Полкило-о-о-о… Даже до килограмма не дотянул…
— Слышу. — На ватных ногах Женька обернулся, поднял глаза. — Привет, Вовка!
Семь лет прошло, а Вовка для Женьки был все таким же высоким. И, как всегда, старшим. Старшим вожатым. Он до сих пор каждое лето ездил в лагерь. Старшим. Брат Сергей, как только дождался восемнадцати, тоже вернулся в лагерь. Вожатым на старшие отряды.
— А я и не знал, что ты в педагогический поступаешь! — радовался Вовка.
Он был высоким, отчего слегка сутулился. Длинные руки и ноги. Со стороны казался неуклюжим, но стоило Вовке улыбнуться, шевельнуть плечами, как он преображался. Его хотелось слушать, за ним хотелось идти. Настоящий вожатый.

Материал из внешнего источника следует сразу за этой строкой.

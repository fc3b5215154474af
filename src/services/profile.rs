//! Profile and favorites service
//!
//! Profile updates are partial; only provided fields are validated and
//! changed. Favorite toggling is idempotent under races because both the
//! insert (ON CONFLICT DO NOTHING) and the delete tolerate a concurrent
//! twin without erroring the caller.

use tracing::{debug, info};

use crate::config::settings::Settings;
use crate::database::repositories::{
    EventRepository, FavoriteRepository, InterestRepository, ProfileRepository, VendorRepository,
};
use crate::models::event::Event;
use crate::models::profile::{Profile, UpdateProfileRequest};
use crate::utils::errors::{NuqtaError, Result};
use crate::utils::helpers::{is_valid_full_name, is_valid_phone};

#[derive(Debug, Clone)]
pub struct ProfileService {
    profiles: ProfileRepository,
    favorites: FavoriteRepository,
    interests: InterestRepository,
    events: EventRepository,
    vendors: VendorRepository,
    settings: Settings,
}

impl ProfileService {
    /// Create a new ProfileService instance
    pub fn new(
        profiles: ProfileRepository,
        favorites: FavoriteRepository,
        interests: InterestRepository,
        events: EventRepository,
        vendors: VendorRepository,
        settings: Settings,
    ) -> Self {
        Self {
            profiles,
            favorites,
            interests,
            events,
            vendors,
            settings,
        }
    }

    /// Get a profile by id
    pub async fn get_profile(&self, profile_id: i64) -> Result<Option<Profile>> {
        self.profiles.find_by_id(profile_id).await
    }

    /// Partially update a profile; only provided fields are validated
    pub async fn update_profile(
        &self,
        profile_id: i64,
        request: UpdateProfileRequest,
    ) -> Result<Profile> {
        if let Some(name) = request.full_name.as_deref() {
            if !is_valid_full_name(name) {
                return Err(NuqtaError::validation_field(
                    "full_name",
                    "Full name must be at least 2 characters",
                ));
            }
        }

        if let Some(phone) = request.phone.as_deref() {
            if !is_valid_phone(phone) {
                return Err(NuqtaError::validation_field(
                    "phone",
                    "Phone number must contain at least 10 digits and only phone characters",
                ));
            }
        }

        if let Some(lang) = request.language.as_deref() {
            if !self
                .settings
                .i18n
                .supported_languages
                .iter()
                .any(|l| l == lang)
            {
                return Err(NuqtaError::validation_field(
                    "language",
                    format!("Unsupported language: {}", lang),
                ));
            }
        }

        self.profiles
            .find_by_id(profile_id)
            .await?
            .ok_or(NuqtaError::ProfileNotFound { profile_id })?;

        let profile = self.profiles.update(profile_id, request).await?;
        info!(profile_id = profile_id, "Profile updated");

        Ok(profile)
    }

    /// Toggle a favorite; returns the resulting membership state
    pub async fn toggle_favorite(&self, user_id: i64, event_id: i64) -> Result<bool> {
        if self.favorites.exists(user_id, event_id).await? {
            self.favorites.remove(user_id, event_id).await?;
            debug!(user_id = user_id, event_id = event_id, "Favorite removed");
            Ok(false)
        } else {
            self.favorites.add(user_id, event_id).await?;
            debug!(user_id = user_id, event_id = event_id, "Favorite added");
            Ok(true)
        }
    }

    /// Add a favorite; succeeds without duplicating when already present
    pub async fn add_favorite(&self, user_id: i64, event_id: i64) -> Result<()> {
        self.events
            .find_by_id(event_id)
            .await?
            .ok_or(NuqtaError::EventNotFound { event_id })?;

        self.favorites.add(user_id, event_id).await
    }

    /// Remove a favorite; a no-op when not present
    pub async fn remove_favorite(&self, user_id: i64, event_id: i64) -> Result<()> {
        self.favorites.remove(user_id, event_id).await?;
        Ok(())
    }

    /// Whether a user has favorited an event
    pub async fn is_favorited(&self, user_id: i64, event_id: i64) -> Result<bool> {
        self.favorites.exists(user_id, event_id).await
    }

    /// A user's favorited events
    pub async fn favorite_events(&self, user_id: i64) -> Result<Vec<Event>> {
        self.favorites.list_events(user_id).await
    }

    /// Express interest in a prospect vendor's event; idempotent
    pub async fn express_interest(&self, user_id: i64, event_id: i64) -> Result<()> {
        let event = self
            .events
            .find_by_id(event_id)
            .await?
            .ok_or(NuqtaError::EventNotFound { event_id })?;

        let vendor = self
            .vendors
            .find_by_id(event.vendor_id)
            .await?
            .ok_or(NuqtaError::VendorNotFound {
                vendor_id: event.vendor_id,
            })?;

        if !vendor.is_prospect {
            return Err(NuqtaError::BusinessLogic(
                "This event is bookable; interests apply to prospect events only".to_string(),
            ));
        }

        self.interests.express(user_id, event_id).await
    }

    /// Withdraw interest; a no-op when not present
    pub async fn withdraw_interest(&self, user_id: i64, event_id: i64) -> Result<()> {
        self.interests.withdraw(user_id, event_id).await?;
        Ok(())
    }

    /// Interest count for a prospect event
    pub async fn interest_count(&self, event_id: i64) -> Result<i64> {
        self.interests.count_for_event(event_id).await
    }
}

— Поступил уже, — отвернулся Женя.
Сергей учится в МАИ, на факультете робототехнических и интеллектуальных систем, а Женька поступил в педагогический на факультет начальных классов. Почувствуйте разницу.
— Значит, летом в лагерь, — хлопает его по плечу Вовка и уходит.
Старший вожатый учится в аспирантуре в этом же педе, встречаться они будут редко. Но зато весь Женькин поток теперь будет знать, что его зовут Полкило. Не тонна, не фунт и не килограмм. А всего лишь половина от целого.
Сто человек на курсе. И все девчонки. Ну и ладно.
Летняя педпрактика в лагере по плану после третьего курса, и Женька честно держался. Его тянуло поехать в лагерь, он знал, что там будет хорошо. Что стоит ему услышать, как шуршат строгие сосны, увидеть речку Киржач, проснуться под неизменный горн, как все станет прежним — понятным и простым. Но он туда не ехал. Из упрямства. В лагере были Вовка Толмачев, Женькин брат Сергей Ермишкин, отец, старый, хорошо знакомый начальник Петр Петрович. И каждый встречный ему бы кричал: «Полкило! Привет!» А ему не хотелось быть ничьей половиной или довеском. Он сам как-нибудь, без чужого пригляда обойдется.
Но третий курс был неминуем. Он пришел четко по расписанию, следом за вторым. В учебном плане отдельно было выделено «Летняя практика». Значит, впереди у него был лагерь. Его любимый и одновременно ненавистный лагерь «Дружба».
В отличие от брата Сергея, который здорово вытянулся и раздался в плечах, так что они с Вовкой могли теперь спорить, кто больше загораживает дверной проем, Ермишкин-младший так и остался невысоким. Знакомые умильно улыбались: «В отца». Женьке было не до улыбок. По жизни он обречен был оставаться вторым, прибавочной стоимостью, незаметным. И лагерь в скором времени собирался ему это доказать.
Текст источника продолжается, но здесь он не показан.